Mit dem Blick hinaus über die Grenzen und namentlich auf Astor Piazzolla, dem Erneuerer des Bandoneons, eines Verwandten der tastenlosen Knopfharmonika, hat sich die Einstellung zum ländlichen und proletarischen Akkordeon gewandelt. In seinem Schatten wurden auch Musiker wie Richard Galliano, Lydie Auvrey, Otto Lechner oder Jean Pacalet, der Begleiter von Barbara Thalheim, ernst genommen.

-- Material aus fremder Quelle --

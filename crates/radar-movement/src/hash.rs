use radar_core::models::{EntityState, StateField};

/// Canonical content hash over the configured hash-field subset.
///
/// The hash is a pure function of the named fields' values: identical
/// values always yield identical hashes, and fields outside `hash_fields`
/// (volatile or irrelevant ones) never influence the result.
///
/// Encoding is length-delimited per field so adjacent values can never
/// collide by concatenation ("ab","c" vs "a","bc").
pub fn state_hash(state: &EntityState, hash_fields: &[StateField]) -> String {
    let mut hasher = blake3::Hasher::new();
    for field in hash_fields {
        hasher.update(field.as_str().as_bytes());
        match state.field(*field) {
            Some(value) => {
                hasher.update(&(value.len() as u64).to_le_bytes());
                hasher.update(value.as_bytes());
            }
            // Absent is distinct from empty.
            None => {
                hasher.update(&u64::MAX.to_le_bytes());
            }
        }
    }
    hasher.finalize().to_hex().to_string()
}
use std::fmt;

use serde::{Deserialize, Serialize};

/// Stable external identifier pair for a tracked entity:
/// a person at an organization. The engine reads entities, never creates them.
#[derive(Debug, Clone, PartialEq, Eq, Hash, Serialize, Deserialize)]
pub struct EntityRef {
    pub person_id: String,
    pub org_id: String,
}

impl EntityRef {
    pub fn new(person_id: impl Into<String>, org_id: impl Into<String>) -> Self {
        Self {
            person_id: person_id.into(),
            org_id: org_id.into(),
        }
    }
}

impl fmt::Display for EntityRef {
    fn fmt(&self, f: &mut fmt::Formatter<'_>) -> fmt::Result {
        write!(f, "{}@{}", self.person_id, self.org_id)
    }
}

/// The observable fields of an entity that change detection operates on.
/// Volatile fields (import timestamps, sync cursors) deliberately have no
/// place here — only fields whose change is meaningful.
#[derive(Debug, Clone, Default, PartialEq, Eq, Serialize, Deserialize)]
pub struct EntityState {
    pub employer: Option<String>,
    pub title: Option<String>,
    pub seniority: Option<String>,
    pub department: Option<String>,
    pub location: Option<String>,
    pub employment_status: Option<String>,
}

impl EntityState {
    /// Access a field by its closed-enum name.
    pub fn field(&self, field: StateField) -> Option<&str> {
        match field {
            StateField::Employer => self.employer.as_deref(),
            StateField::Title => self.title.as_deref(),
            StateField::Seniority => self.seniority.as_deref(),
            StateField::Department => self.department.as_deref(),
            StateField::Location => self.location.as_deref(),
            StateField::EmploymentStatus => self.employment_status.as_deref(),
        }
    }
}

/// Closed enumeration of observable fields. Rules and the hash-field
/// configuration address fields through this, never by raw string.
#[derive(Debug, Clone, Copy, PartialEq, Eq, Hash, Serialize, Deserialize)]
#[serde(rename_all = "snake_case")]
pub enum StateField {
    Employer,
    Title,
    Seniority,
    Department,
    Location,
    EmploymentStatus,
}

impl StateField {
    /// All fields, in canonical order. Diffing iterates this so change
    /// sets come out in a stable order.
    pub const ALL: [StateField; 6] = [
        StateField::Employer,
        StateField::Title,
        StateField::Seniority,
        StateField::Department,
        StateField::Location,
        StateField::EmploymentStatus,
    ];

    pub fn as_str(self) -> &'static str {
        match self {
            StateField::Employer => "employer",
            StateField::Title => "title",
            StateField::Seniority => "seniority",
            StateField::Department => "department",
            StateField::Location => "location",
            StateField::EmploymentStatus => "employment_status",
        }
    }
}

impl fmt::Display for StateField {
    fn fmt(&self, f: &mut fmt::Formatter<'_>) -> fmt::Result {
        f.write_str(self.as_str())
    }
}

/// Contact context used by trigger eligibility checks (meeting requests
/// require a reachable contact).
#[derive(Debug, Clone, Default, Serialize, Deserialize)]
pub struct EntityContext {
    pub full_name: Option<String>,
    pub email: Option<String>,
    pub company_name: Option<String>,
}

impl EntityContext {
    /// A contact is reachable when it has a non-empty email address.
    pub fn has_contact_info(&self) -> bool {
        self.email.as_deref().is_some_and(|e| !e.is_empty())
    }
}

/// A candidate row returned by the lookback query: the entity, its
/// currently observed state, and its contact context.
#[derive(Debug, Clone, Serialize, Deserialize)]
pub struct Candidate {
    pub entity: EntityRef,
    pub state: EntityState,
    pub context: EntityContext,
}
use crate::config::ScoringConfig;
use crate::models::SignalType;

/// Lookup tables the score calculator is parameterized over: base weights,
/// the decay curve, and per-source confidence modifiers. Implemented by
/// the validated configuration; tests substitute their own.
pub trait IScoringTables: Send + Sync {
    /// Configured base weight for a signal type.
    fn weight(&self, signal_type: SignalType) -> f64;

    /// Decay factor for a signal of the given age. Monotonically
    /// non-increasing in age; floors at a strictly positive minimum.
    fn decay_factor(&self, age_days: u64) -> f64;

    /// Confidence modifier for a producing source (default for unknown).
    fn source_modifier(&self, source: &str) -> f64;
}

impl IScoringTables for ScoringConfig {
    fn weight(&self, signal_type: SignalType) -> f64 {
        // Validation guarantees every signal type has an entry.
        self.weights.get(&signal_type).copied().unwrap_or(0.0)
    }

    fn decay_factor(&self, age_days: u64) -> f64 {
        for band in &self.decay_bands {
            if age_days <= band.max_age_days {
                return band.factor;
            }
        }
        self.decay_floor
    }

    fn source_modifier(&self, source: &str) -> f64 {
        self.source_modifiers
            .get(source)
            .copied()
            .unwrap_or(self.default_source_modifier)
    }
}
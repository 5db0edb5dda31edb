use std::collections::HashMap;

use chrono::{Duration, Utc};
use radar_core::config::{DecayBand, SafetyCapConfig, ScoreTierBounds, ScoringConfig};
use radar_core::models::{EntityRef, Score, ScoreTier, Signal, SignalType};
use radar_scoring::ScoreEngine;

fn tables() -> ScoringConfig {
    let weights: HashMap<SignalType, f64> = SignalType::ALL
        .iter()
        .map(|t| {
            let w = match t {
                SignalType::MovementHire => 30.0,
                SignalType::MovementExit => 25.0,
                SignalType::MovementPromotion => 20.0,
                SignalType::MovementTransfer => 15.0,
                SignalType::ProfileView => 5.0,
                SignalType::EmailOpen => 3.0,
                SignalType::EmailClick => 8.0,
                SignalType::WebsiteVisit => 6.0,
                SignalType::ContentDownload => 10.0,
            };
            (*t, w)
        })
        .collect();

    ScoringConfig {
        weights,
        decay_bands: vec![
            DecayBand { max_age_days: 7, factor: 1.0 },
            DecayBand { max_age_days: 30, factor: 0.7 },
            DecayBand { max_age_days: 90, factor: 0.4 },
        ],
        decay_floor: 0.1,
        source_modifiers: HashMap::from([("linkedin".to_string(), 1.2)]),
        default_source_modifier: 1.0,
        safety_cap: SafetyCapConfig {
            max_delta: 25.0,
            window_hours: 24,
        },
    }
}

fn engine() -> ScoreEngine {
    ScoreEngine::new(
        ScoreTierBounds {
            warm_min: 40.0,
            hot_min: 50.0,
        },
        tables().safety_cap,
    )
}

fn signal_aged(signal_type: SignalType, source: &str, days_ago: i64) -> Signal {
    Signal::new(
        EntityRef::new("p1", "o1"),
        signal_type,
        source,
        Utc::now() - Duration::days(days_ago),
    )
}

// ── Formula ──────────────────────────────────────────────────────────────

#[test]
fn raw_score_sums_configured_weights() {
    let signals = vec![
        signal_aged(SignalType::MovementHire, "crm", 0),
        signal_aged(SignalType::EmailClick, "crm", 0),
    ];
    let breakdown = engine().compute(&signals, &tables(), Utc::now());
    assert_eq!(breakdown.raw_score, 38.0);
    assert_eq!(breakdown.signal_count, 2);
}

#[test]
fn decay_and_source_modifier_apply_per_signal() {
    // 10 days old: second band (0.7); linkedin source: 1.2.
    let signals = vec![signal_aged(SignalType::MovementHire, "linkedin", 10)];
    let breakdown = engine().compute(&signals, &tables(), Utc::now());
    let expected = 30.0 * 0.7 * 1.2;
    assert!((breakdown.decayed_score - expected).abs() < 1e-9);

    let contribution = &breakdown.per_signal[0];
    assert_eq!(contribution.decay_factor, 0.7);
    assert_eq!(contribution.source_modifier, 1.2);
}

#[test]
fn ancient_signals_floor_but_never_vanish() {
    let signals = vec![signal_aged(SignalType::ContentDownload, "crm", 2000)];
    let breakdown = engine().compute(&signals, &tables(), Utc::now());
    assert!((breakdown.decayed_score - 10.0 * 0.1).abs() < 1e-9);
    assert!(breakdown.decayed_score > 0.0);
}

#[test]
fn recomputation_is_idempotent() {
    let signals = vec![
        signal_aged(SignalType::MovementHire, "linkedin", 3),
        signal_aged(SignalType::ProfileView, "web", 12),
        signal_aged(SignalType::EmailOpen, "crm", 45),
    ];
    let now = Utc::now();
    let first = engine().compute(&signals, &tables(), now);
    let second = engine().compute(&signals, &tables(), now);
    assert_eq!(first.raw_score, second.raw_score);
    assert_eq!(first.decayed_score, second.decayed_score);
}

#[test]
fn empty_history_scores_zero() {
    let breakdown = engine().compute(&[], &tables(), Utc::now());
    assert_eq!(breakdown.raw_score, 0.0);
    assert_eq!(breakdown.decayed_score, 0.0);
    assert!(breakdown.last_signal_at.is_none());
}

#[test]
fn last_signal_at_tracks_newest_signal() {
    let newest = Utc::now() - Duration::days(1);
    let signals = vec![
        signal_aged(SignalType::EmailOpen, "crm", 20),
        Signal::new(EntityRef::new("p1", "o1"), SignalType::ProfileView, "web", newest),
        signal_aged(SignalType::EmailOpen, "crm", 5),
    ];
    let breakdown = engine().compute(&signals, &tables(), Utc::now());
    assert_eq!(breakdown.last_signal_at, Some(newest));
}

// ── Safety cap ───────────────────────────────────────────────────────────

fn previous_score(decayed: f64, hours_ago: i64) -> Score {
    Score {
        entity: EntityRef::new("p1", "o1"),
        raw_score: decayed,
        decayed_score: decayed,
        tier: ScoreTier::Cold,
        signal_count: 1,
        last_signal_at: None,
        computed_at: Utc::now() - Duration::hours(hours_ago),
        clamped: false,
    }
}

#[test]
fn oversized_increase_is_clamped_to_previous_plus_max_delta() {
    let previous = previous_score(30.0, 1);
    let decision = engine().evaluate_cap(Some(&previous), 70.0, Utc::now());
    assert!(decision.clamped);
    assert_eq!(decision.persisted, 55.0);
    assert_eq!(decision.proposed, 70.0);
}

#[test]
fn increase_within_delta_is_untouched() {
    let previous = previous_score(30.0, 1);
    let decision = engine().evaluate_cap(Some(&previous), 50.0, Utc::now());
    assert!(!decision.clamped);
    assert_eq!(decision.persisted, 50.0);
}

#[test]
fn stale_previous_score_does_not_cap() {
    // Previous score is outside the 24h window: jump allowed.
    let previous = previous_score(30.0, 48);
    let decision = engine().evaluate_cap(Some(&previous), 100.0, Utc::now());
    assert!(!decision.clamped);
    assert_eq!(decision.persisted, 100.0);
}

#[test]
fn decreases_are_never_clamped() {
    let previous = previous_score(80.0, 1);
    let decision = engine().evaluate_cap(Some(&previous), 20.0, Utc::now());
    assert!(!decision.clamped);
    assert_eq!(decision.persisted, 20.0);
}

#[test]
fn first_score_has_no_cap() {
    let decision = engine().evaluate_cap(None, 500.0, Utc::now());
    assert!(!decision.clamped);
}

// ── Score assembly ───────────────────────────────────────────────────────

#[test]
fn built_score_tiers_from_the_persisted_value() {
    // Proposed 90 would be hot, but the cap holds it at 30 + 25 = 55,
    // which still crosses the hot boundary; the tier must come from the
    // clamped value, not the proposed one.
    let entity = EntityRef::new("p1", "o1");
    let signals = vec![
        signal_aged(SignalType::MovementHire, "linkedin", 0),
        signal_aged(SignalType::MovementExit, "linkedin", 0),
        signal_aged(SignalType::ContentDownload, "linkedin", 0),
        signal_aged(SignalType::EmailClick, "linkedin", 0),
    ];
    let now = Utc::now();
    let breakdown = engine().compute(&signals, &tables(), now);
    assert!(breakdown.decayed_score > 80.0);

    let previous = previous_score(30.0, 1);
    let (score, cap) = engine().build_score(&entity, &breakdown, Some(&previous), now);
    assert!(cap.clamped);
    assert_eq!(score.decayed_score, 55.0);
    assert_eq!(score.tier, ScoreTier::Hot);
    assert!(score.clamped);
}
//! PROM blob encoding for the AMC525 driver.
//!
//! A PROM image is a flat sequence of records:
//! - a 5-byte header (`DIAG` magic + format version)
//! - one device description record
//! - zero or more memory description records
//! - an end record carrying a 16-bit checksum
//!
//! Every record after the header starts with a tag byte and a length byte
//! covering the rest of the record. The format is write-only here: apart from
//! checksum verification there is no decoder.

pub mod checksum;
pub mod image;
pub mod record;

pub use checksum::{
    append_checksum, check_checksum, checksum16, dump_end_record, is_checksum_valid, ChecksumError,
};
pub use image::PromImage;
pub use record::{
    dump_device_description, dump_header, dump_memory_description, MemoryDescription,
    MemoryRange, Permission,
};

use thiserror::Error;

/// Magic tag at the start of every image.
pub const MAGIC: [u8; 4] = *b"DIAG";

/// Format version understood by the driver.
pub const VERSION: u8 = 1;

/// Tag of the end record that carries the checksum.
pub const END_TAG: u8 = 0x00;
/// Tag of the device description record.
pub const DEVICE_TAG: u8 = 0x01;
/// Tag of a memory description with a 48-bit base and 32-bit size.
pub const DMA_TAG: u8 = 0x02;
/// Tag of a memory description with 64-bit base and size.
pub const DMA_EXT_TAG: u8 = 0x03;

/// Region may be written by the host.
pub const WRITE_PERM: u8 = 0x02;
/// Region may be read by the host.
pub const READ_PERM: u8 = 0x04;

/// Size of the PROM window the driver reads. Images must be strictly shorter.
pub const PROM_MAX_LENGTH: usize = 4096;

/// Errors raised while encoding PROM records.
#[derive(Debug, Clone, PartialEq, Eq, Error)]
pub enum PromError {
    #[error("{field} needs {length} bytes but the length field holds at most {max}")]
    EncodingOverflow {
        field: &'static str,
        length: usize,
        max: usize,
    },

    #[error("malformed input: {0}")]
    MalformedInput(String),

    #[error("image size {size} exceeds the PROM window (must be below {max})")]
    ImageTooLarge { size: usize, max: usize },
}
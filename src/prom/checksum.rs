//! 16-bit image checksum and the end record that carries it.
//!
//! The checksum is the ones' complement of the ones' complement sum of the
//! data read as little-endian 16-bit words, the same routine the driver runs
//! over the PROM before accepting it. A trailing odd byte is added as the
//! high half of a word.

use super::END_TAG;
use thiserror::Error;

/// Size of the stored checksum.
pub const CHECKSUM_SIZE: usize = 2;

/// Compute the checksum of `data`.
pub fn checksum16(data: &[u8]) -> u16 {
    let mut chunks = data.chunks_exact(2);
    let mut sum: u32 = chunks
        .by_ref()
        .map(|w| u16::from_le_bytes([w[0], w[1]]) as u32)
        .fold(0u32, u32::wrapping_add);
    if let [last] = chunks.remainder() {
        sum = sum.wrapping_add((*last as u32) << 8);
    }
    sum = (sum & 0xffff) + (sum >> 16);
    sum = (sum & 0xffff) + (sum >> 16);
    !(sum as u16)
}

/// Return `data` followed by its checksum (little-endian).
pub fn append_checksum(data: &[u8]) -> Vec<u8> {
    let mut out = Vec::with_capacity(data.len() + CHECKSUM_SIZE);
    out.extend_from_slice(data);
    out.extend_from_slice(&checksum16(data).to_le_bytes());
    out
}

/// Encode the end record that terminates an image starting with `prefix`.
///
/// The record is the end tag, a length byte, an optional zero pad and the
/// checksum. The pad keeps the checksum on an even offset so the driver's
/// word-wise sum over the whole image comes out as zero.
pub fn dump_end_record(prefix: &[u8]) -> Vec<u8> {
    let padded = prefix.len() % 2 == 1;
    let length = CHECKSUM_SIZE + padded as usize;

    let mut record = vec![END_TAG, length as u8];
    if padded {
        record.push(0);
    }

    let mut covered = Vec::with_capacity(prefix.len() + record.len());
    covered.extend_from_slice(prefix);
    covered.extend_from_slice(&record);
    let checksum = checksum16(&covered);
    record.extend_from_slice(&checksum.to_le_bytes());

    tracing::debug!(checksum = format_args!("{:#06x}", checksum), padded, "encoded end record");
    record
}

/// Verify the checksum stored in the last two bytes of `blob`.
pub fn check_checksum(blob: &[u8]) -> Result<(), ChecksumError> {
    if blob.len() < CHECKSUM_SIZE {
        return Err(ChecksumError::TooShort(blob.len()));
    }
    let (data, trailer) = blob.split_at(blob.len() - CHECKSUM_SIZE);
    let stored = u16::from_le_bytes([trailer[0], trailer[1]]);
    let computed = checksum16(data);
    if computed != stored {
        return Err(ChecksumError::Mismatch { computed, stored });
    }
    Ok(())
}

/// Boolean form of [`check_checksum`].
pub fn is_checksum_valid(blob: &[u8]) -> bool {
    check_checksum(blob).is_ok()
}

/// Errors reported by checksum verification.
#[derive(Debug, Clone, PartialEq, Eq, Error)]
pub enum ChecksumError {
    #[error("blob of {0} bytes is too short to hold a checksum")]
    TooShort(usize),

    #[error("checksum mismatch: computed {computed:#06x}, stored {stored:#06x}")]
    Mismatch { computed: u16, stored: u16 },
}
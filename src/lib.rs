//! # PROM data creator
//!
//! Builds the descriptor blob that the AMC525 driver reads from the board
//! PROM, and exports arbitrary bytes as a COE memory-initialization file.
//!
//! The encoders are pure functions; file handling lives in the binary.

pub mod coe;
pub mod config;
pub mod prom;

// Re-export commonly used types
pub use coe::{dump_coe, CoeError};
pub use config::{ConfigError, PromConfig};
pub use prom::{
    append_checksum, check_checksum, checksum16, dump_device_description, dump_end_record,
    dump_header, dump_memory_description, is_checksum_valid, ChecksumError, MemoryDescription,
    MemoryRange, Permission, PromError, PromImage, READ_PERM, WRITE_PERM,
};
//! Property-based tests for PROM encoding and COE export.

use prom::prom::{DEVICE_TAG, DMA_EXT_TAG, DMA_TAG, END_TAG};
use prom::{
    append_checksum, check_checksum, checksum16, dump_coe, dump_device_description, dump_header,
    dump_memory_description, is_checksum_valid, MemoryRange, Permission, PromImage, READ_PERM,
    WRITE_PERM,
};
use proptest::prelude::*;

fn region_name() -> impl Strategy<Value = String> {
    "[a-z][a-z0-9_]{0,15}"
}

fn permission_bits() -> impl Strategy<Value = u8> {
    prop_oneof![
        Just(0),
        Just(READ_PERM),
        Just(WRITE_PERM),
        Just(READ_PERM | WRITE_PERM),
    ]
}

proptest! {
    #[test]
    fn appended_checksum_always_verifies(data in prop::collection::vec(any::<u8>(), 0..512)) {
        let blob = append_checksum(&data);
        prop_assert!(is_checksum_valid(&blob));
        prop_assert_eq!(&blob[..data.len()], &data[..]);
    }

    #[test]
    fn corrupted_byte_is_detected(
        data in prop::collection::vec(any::<u8>(), 1..256),
        index in any::<prop::sample::Index>(),
        flip in 1u8..=255,
    ) {
        let mut blob = append_checksum(&data);
        let i = index.index(blob.len());
        blob[i] ^= flip;
        prop_assert!(check_checksum(&blob).is_err());
    }

    #[test]
    fn device_record_layout(name in "[ -~]{0,254}") {
        let record = dump_device_description(&name).unwrap();
        prop_assert_eq!(record.len(), 2 + name.len() + 1);
        prop_assert_eq!(record[0], DEVICE_TAG);
        prop_assert_eq!(record[1] as usize, name.len() + 1);
        prop_assert_eq!(*record.last().unwrap(), 0);
    }

    #[test]
    fn memory_width_follows_values(
        name in region_name(),
        base in any::<u64>(),
        size in any::<u64>(),
        perm in permission_bits(),
    ) {
        let record = dump_memory_description(&name, base, size, perm).unwrap();
        let narrow = base < (1 << 48) && size <= u32::MAX as u64;
        let (tag, range_len) = if narrow { (DMA_TAG, 10) } else { (DMA_EXT_TAG, 16) };

        prop_assert_eq!(record[0], tag);
        prop_assert_eq!(MemoryRange::new(base, size).tag(), tag);
        prop_assert_eq!(record[1] as usize, range_len + 1 + name.len() + 1);
        prop_assert_eq!(record.len(), 2 + record[1] as usize);
        prop_assert_eq!(record[2 + range_len], perm);
    }

    #[test]
    fn built_image_is_well_framed(
        device in region_name(),
        regions in prop::collection::vec(
            (region_name(), any::<u64>(), any::<u64>(), permission_bits()),
            0..8,
        ),
    ) {
        let mut image = PromImage::new(&device);
        for (name, base, size, perm) in &regions {
            let permission = Permission::from_bits(*perm).unwrap();
            image.add_memory(name, *base, *size, permission).unwrap();
        }
        let bytes = image.to_bytes().unwrap();

        let header = dump_header();
        prop_assert_eq!(&bytes[..5], &header[..]);
        prop_assert_eq!(bytes.len() % 2, 0);
        prop_assert!(is_checksum_valid(&bytes));
        prop_assert_eq!(checksum16(&bytes), 0);

        // Walk the records by their length bytes down to the end record.
        let mut pos = 5;
        let mut records = 0;
        while bytes[pos] != END_TAG {
            pos += 2 + bytes[pos + 1] as usize;
            records += 1;
        }
        prop_assert_eq!(records, image.record_count());
        prop_assert_eq!(pos + 2 + bytes[pos + 1] as usize, bytes.len());
    }

    #[test]
    fn coe_has_one_word_per_group(
        data in prop::collection::vec(any::<u8>(), 1..128),
        group_size in 1usize..9,
    ) {
        let coe = dump_coe(&data, group_size).unwrap();
        let body = coe.lines().nth(2).unwrap();
        let body = body.strip_suffix(';').unwrap();
        let words: Vec<&str> = body.split(", ").collect();

        prop_assert_eq!(words.len(), data.len().div_ceil(group_size));
        for word in &words {
            prop_assert_eq!(word.len(), group_size * 2);
        }
        let first: String = data[..group_size.min(data.len())]
            .iter()
            .rev()
            .map(|b| format!("{:02x}", b))
            .collect();
        prop_assert!(words[0].ends_with(&first));
    }
}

Das ECM-Label, das einen der interessantesten Bandoneonspieler, Dino Saluzzi, unter Vertrag hat, kümmert sich auch um den französischen Akkordeonisten Jean-Louis Matinier, der unter anderem als Begleiter von Juliette Gréco Erfolge gefeiert hat. Auf der CD Rivages ist er nun im Duo mit Kevin Seddiki zu hören. Der Franzose spielt die klassische Gitarre, die eine schlampige Terminologie „akustisch“ nennt – als wäre eine elektrisch verstärkte Gitarre nicht akustisch. Die Stimmungen der elf kurzen Stücke reichen vom tänzerisch Fröhlichen bis zur Melancholie. Das Material liefern "klassische“ Komponisten wie Gabriel Fauré und Robert Schumann, traditionelle Folklore oder die beiden Musiker selbst. Hinreißend klingt die eigenwillige Interpretation von Greensleeves, das – wohl fälschlicherweise – Heinrich VIII. zugeschrieben wird.
Mit Rivages fügt der ECM-Katalog den Aufnahmen von Gianluigi Trovesi und Gianni Coscia eine würdige Rehabilitation des Akkordeons und ein weiteres Exempel zugleich volkstümlicher und höchst anspruchsvoller Musik in kleiner Besetzung hinzu.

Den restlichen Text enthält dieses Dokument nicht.